[Stored data]
<<<<
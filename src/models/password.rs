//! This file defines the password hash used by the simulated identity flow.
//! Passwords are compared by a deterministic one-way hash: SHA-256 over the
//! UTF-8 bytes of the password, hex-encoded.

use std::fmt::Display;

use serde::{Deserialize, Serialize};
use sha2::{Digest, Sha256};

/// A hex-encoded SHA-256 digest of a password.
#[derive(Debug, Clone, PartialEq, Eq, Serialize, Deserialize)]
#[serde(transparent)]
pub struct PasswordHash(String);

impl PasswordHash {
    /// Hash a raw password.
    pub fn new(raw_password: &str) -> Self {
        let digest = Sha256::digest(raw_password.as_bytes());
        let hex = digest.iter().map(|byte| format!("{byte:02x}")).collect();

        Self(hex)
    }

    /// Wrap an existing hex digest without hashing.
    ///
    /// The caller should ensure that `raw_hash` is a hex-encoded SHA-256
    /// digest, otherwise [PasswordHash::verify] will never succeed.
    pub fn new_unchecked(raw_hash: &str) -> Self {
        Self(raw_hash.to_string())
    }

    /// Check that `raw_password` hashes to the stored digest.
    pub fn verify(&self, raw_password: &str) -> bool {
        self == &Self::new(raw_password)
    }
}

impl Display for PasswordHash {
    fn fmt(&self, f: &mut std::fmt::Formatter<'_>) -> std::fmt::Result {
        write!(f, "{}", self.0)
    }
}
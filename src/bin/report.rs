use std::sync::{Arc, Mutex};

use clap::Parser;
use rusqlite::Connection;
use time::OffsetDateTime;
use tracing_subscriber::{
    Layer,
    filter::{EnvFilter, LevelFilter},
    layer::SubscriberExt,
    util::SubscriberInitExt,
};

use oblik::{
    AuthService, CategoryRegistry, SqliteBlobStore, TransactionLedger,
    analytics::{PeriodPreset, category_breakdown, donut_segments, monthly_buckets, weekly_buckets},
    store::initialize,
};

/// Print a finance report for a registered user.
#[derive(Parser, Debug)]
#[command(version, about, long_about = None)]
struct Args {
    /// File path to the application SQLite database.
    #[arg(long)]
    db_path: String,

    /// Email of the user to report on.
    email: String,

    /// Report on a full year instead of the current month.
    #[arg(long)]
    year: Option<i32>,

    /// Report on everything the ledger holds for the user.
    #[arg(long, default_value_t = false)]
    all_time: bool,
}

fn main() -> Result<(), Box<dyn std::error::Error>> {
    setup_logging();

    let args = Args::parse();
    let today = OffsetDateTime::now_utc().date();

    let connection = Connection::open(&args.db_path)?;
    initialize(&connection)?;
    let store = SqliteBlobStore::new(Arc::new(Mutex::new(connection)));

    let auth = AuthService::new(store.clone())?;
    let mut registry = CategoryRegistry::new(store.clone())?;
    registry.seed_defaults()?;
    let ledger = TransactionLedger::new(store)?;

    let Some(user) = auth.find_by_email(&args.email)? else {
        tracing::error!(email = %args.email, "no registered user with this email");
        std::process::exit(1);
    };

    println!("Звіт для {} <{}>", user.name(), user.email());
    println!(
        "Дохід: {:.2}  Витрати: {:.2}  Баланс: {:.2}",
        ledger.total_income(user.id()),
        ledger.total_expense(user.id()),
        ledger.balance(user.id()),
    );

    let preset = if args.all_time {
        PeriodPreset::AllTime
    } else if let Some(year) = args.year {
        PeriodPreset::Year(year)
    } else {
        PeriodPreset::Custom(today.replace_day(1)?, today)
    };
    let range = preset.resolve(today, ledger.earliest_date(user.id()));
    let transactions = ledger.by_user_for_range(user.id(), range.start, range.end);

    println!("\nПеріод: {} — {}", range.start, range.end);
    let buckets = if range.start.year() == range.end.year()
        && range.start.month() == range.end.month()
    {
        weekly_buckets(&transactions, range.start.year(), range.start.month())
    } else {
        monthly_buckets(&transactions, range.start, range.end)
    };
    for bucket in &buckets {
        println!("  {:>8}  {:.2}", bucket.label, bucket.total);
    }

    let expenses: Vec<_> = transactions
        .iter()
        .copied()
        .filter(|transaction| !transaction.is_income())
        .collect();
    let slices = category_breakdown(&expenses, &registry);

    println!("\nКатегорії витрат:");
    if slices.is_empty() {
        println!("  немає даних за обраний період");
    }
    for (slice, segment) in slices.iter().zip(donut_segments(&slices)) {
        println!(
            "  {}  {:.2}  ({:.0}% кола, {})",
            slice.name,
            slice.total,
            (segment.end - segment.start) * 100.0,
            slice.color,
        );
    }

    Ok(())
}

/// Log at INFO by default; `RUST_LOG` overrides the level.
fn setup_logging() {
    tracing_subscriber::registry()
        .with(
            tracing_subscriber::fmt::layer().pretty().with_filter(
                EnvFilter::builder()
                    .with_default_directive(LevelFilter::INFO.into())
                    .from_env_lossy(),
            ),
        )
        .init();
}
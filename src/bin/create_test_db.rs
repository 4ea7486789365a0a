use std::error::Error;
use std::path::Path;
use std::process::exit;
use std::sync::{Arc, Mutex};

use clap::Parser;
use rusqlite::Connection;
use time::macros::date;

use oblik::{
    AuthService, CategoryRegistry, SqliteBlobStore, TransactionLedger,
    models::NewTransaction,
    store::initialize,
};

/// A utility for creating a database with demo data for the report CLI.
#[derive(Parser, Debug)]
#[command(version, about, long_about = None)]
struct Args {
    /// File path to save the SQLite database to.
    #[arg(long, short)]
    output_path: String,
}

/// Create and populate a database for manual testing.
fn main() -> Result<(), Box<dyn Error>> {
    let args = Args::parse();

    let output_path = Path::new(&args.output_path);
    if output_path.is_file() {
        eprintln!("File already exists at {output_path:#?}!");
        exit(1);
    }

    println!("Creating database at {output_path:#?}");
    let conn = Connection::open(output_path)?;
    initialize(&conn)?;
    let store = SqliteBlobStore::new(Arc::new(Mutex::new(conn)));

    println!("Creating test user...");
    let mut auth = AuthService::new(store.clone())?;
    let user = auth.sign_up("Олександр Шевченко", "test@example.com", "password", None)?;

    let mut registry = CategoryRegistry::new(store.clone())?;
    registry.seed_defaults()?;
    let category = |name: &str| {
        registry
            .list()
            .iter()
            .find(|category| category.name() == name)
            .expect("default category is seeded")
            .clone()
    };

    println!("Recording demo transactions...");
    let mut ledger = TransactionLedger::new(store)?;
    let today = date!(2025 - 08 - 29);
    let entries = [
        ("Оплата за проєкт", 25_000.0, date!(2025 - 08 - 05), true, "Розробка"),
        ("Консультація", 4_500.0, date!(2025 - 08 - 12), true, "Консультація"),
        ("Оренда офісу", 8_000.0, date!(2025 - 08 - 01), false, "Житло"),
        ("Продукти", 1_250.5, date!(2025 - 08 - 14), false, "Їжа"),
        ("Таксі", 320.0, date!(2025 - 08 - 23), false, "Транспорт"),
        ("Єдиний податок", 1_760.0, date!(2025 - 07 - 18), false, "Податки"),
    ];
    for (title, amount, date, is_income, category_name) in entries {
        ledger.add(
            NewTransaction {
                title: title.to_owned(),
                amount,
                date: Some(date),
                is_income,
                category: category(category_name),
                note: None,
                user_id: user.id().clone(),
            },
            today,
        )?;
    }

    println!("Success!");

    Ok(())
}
>>>>
ABOUT THIS EXERCISE:
Extract from the data every line where "TransactionLedger" shows up.

TASK ANSWER:
    AuthService, CategoryRegistry, SqliteBlobStore, TransactionLedger,
    let ledger = TransactionLedger::new(store)?;
    AuthService, CategoryRegistry, SqliteBlobStore, TransactionLedger,
    let mut ledger = TransactionLedger::new(store)?;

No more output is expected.